** Opening Source information block **
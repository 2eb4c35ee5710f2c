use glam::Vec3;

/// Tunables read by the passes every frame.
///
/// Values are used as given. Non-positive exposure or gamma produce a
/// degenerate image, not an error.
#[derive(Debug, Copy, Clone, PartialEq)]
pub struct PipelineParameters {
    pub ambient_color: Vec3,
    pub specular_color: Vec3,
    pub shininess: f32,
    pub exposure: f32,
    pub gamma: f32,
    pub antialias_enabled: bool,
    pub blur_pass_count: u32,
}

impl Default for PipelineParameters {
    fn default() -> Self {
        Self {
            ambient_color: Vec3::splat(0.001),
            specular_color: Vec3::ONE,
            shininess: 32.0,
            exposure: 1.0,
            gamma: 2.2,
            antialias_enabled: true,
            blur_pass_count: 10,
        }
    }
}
** Closing Source information block **
** Opening Source information block **
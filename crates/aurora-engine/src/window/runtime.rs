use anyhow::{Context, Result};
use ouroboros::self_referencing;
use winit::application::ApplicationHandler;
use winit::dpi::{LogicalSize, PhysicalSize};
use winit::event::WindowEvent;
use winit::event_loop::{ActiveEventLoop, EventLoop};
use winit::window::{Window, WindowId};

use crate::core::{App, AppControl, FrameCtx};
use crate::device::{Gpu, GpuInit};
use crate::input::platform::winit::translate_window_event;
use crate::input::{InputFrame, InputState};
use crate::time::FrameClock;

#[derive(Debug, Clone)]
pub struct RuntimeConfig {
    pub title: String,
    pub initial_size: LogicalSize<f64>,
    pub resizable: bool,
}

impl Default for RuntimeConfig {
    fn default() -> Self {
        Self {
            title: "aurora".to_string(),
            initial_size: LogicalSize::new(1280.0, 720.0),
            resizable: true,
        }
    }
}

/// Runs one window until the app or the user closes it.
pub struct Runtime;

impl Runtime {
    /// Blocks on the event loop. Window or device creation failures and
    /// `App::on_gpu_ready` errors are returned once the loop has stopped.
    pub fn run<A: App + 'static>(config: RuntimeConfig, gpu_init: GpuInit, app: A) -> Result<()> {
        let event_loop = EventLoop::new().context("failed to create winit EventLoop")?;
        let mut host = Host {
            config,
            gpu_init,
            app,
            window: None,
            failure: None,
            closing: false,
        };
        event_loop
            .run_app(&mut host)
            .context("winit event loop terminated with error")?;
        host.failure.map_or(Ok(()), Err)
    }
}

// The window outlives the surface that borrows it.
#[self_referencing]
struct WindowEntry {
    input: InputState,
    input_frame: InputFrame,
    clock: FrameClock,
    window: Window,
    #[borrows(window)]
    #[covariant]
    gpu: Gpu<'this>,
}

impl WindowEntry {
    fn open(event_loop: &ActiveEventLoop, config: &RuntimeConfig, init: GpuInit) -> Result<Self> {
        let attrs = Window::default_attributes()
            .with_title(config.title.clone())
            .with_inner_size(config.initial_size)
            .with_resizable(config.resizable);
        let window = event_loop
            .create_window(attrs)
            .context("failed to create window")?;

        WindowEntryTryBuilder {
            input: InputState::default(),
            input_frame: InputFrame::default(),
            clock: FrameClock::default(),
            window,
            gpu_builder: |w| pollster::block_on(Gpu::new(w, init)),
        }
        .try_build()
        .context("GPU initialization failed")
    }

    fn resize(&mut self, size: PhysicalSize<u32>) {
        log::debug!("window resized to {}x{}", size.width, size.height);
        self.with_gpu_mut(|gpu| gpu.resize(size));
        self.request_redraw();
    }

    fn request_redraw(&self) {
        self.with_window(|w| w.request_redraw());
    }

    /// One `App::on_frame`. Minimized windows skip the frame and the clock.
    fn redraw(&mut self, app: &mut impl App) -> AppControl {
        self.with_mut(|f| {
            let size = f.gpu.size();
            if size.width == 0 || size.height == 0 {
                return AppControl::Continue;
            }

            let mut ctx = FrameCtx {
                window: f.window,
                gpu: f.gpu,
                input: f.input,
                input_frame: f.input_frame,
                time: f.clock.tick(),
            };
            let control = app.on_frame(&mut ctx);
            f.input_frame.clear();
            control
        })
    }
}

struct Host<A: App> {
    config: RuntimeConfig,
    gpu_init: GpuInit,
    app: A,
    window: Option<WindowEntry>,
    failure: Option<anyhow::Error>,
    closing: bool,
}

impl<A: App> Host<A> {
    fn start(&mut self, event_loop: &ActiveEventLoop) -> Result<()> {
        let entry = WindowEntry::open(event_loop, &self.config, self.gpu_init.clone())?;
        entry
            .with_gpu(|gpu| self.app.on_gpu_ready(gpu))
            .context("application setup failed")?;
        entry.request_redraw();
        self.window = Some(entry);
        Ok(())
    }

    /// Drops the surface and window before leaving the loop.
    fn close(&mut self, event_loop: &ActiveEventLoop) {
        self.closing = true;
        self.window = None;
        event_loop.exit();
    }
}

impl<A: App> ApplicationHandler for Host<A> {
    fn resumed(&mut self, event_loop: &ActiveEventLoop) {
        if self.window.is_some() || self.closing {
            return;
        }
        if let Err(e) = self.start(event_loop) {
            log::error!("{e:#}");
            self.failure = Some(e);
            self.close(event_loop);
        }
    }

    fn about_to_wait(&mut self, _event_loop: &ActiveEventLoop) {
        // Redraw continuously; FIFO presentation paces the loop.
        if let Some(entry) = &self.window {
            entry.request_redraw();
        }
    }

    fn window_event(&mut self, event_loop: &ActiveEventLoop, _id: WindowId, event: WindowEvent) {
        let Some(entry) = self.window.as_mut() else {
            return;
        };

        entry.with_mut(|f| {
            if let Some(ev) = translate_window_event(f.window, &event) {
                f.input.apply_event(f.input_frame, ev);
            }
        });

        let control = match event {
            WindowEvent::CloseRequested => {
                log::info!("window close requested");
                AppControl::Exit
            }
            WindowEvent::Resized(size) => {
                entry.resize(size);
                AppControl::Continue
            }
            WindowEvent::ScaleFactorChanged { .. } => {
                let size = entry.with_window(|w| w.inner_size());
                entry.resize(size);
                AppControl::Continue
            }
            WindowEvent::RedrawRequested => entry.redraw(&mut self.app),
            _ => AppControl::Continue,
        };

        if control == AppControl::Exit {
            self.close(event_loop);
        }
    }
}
** Closing Source information block **
** Opening Source information block **
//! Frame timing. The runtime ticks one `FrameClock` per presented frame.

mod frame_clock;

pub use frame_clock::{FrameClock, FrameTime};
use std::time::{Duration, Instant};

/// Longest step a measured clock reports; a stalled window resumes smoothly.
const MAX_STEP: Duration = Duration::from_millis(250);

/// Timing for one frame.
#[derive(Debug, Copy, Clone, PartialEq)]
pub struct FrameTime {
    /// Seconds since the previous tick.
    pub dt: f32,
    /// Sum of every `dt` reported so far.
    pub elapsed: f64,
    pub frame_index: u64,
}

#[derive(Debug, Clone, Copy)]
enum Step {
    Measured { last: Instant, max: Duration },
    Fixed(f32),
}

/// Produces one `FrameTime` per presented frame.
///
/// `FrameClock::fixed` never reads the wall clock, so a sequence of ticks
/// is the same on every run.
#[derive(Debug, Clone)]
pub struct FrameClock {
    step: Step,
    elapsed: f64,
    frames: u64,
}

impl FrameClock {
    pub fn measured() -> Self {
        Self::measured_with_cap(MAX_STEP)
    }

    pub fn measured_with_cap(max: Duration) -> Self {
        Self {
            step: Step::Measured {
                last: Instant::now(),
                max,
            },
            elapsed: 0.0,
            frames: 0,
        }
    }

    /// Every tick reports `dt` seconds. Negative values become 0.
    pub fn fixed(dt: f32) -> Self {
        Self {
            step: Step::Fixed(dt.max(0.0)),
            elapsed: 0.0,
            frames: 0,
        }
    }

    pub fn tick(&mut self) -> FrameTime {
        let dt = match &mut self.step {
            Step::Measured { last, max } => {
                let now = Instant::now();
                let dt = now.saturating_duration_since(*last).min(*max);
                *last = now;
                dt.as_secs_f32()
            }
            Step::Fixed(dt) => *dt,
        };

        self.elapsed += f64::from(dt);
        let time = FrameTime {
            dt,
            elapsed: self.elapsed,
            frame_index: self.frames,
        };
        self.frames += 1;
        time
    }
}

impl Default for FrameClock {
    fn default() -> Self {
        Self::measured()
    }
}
** Closing Source information block **
Wherever "WindowEvent" appears in a line of the entries, copy that line.

- _Result for this exercise_
use winit::event::WindowEvent;
    fn window_event(&mut self, event_loop: &ActiveEventLoop, _id: WindowId, event: WindowEvent) {
            WindowEvent::CloseRequested => {
            WindowEvent::Resized(size) => {
            WindowEvent::ScaleFactorChanged { .. } => {
            WindowEvent::RedrawRequested => entry.redraw(&mut self.app),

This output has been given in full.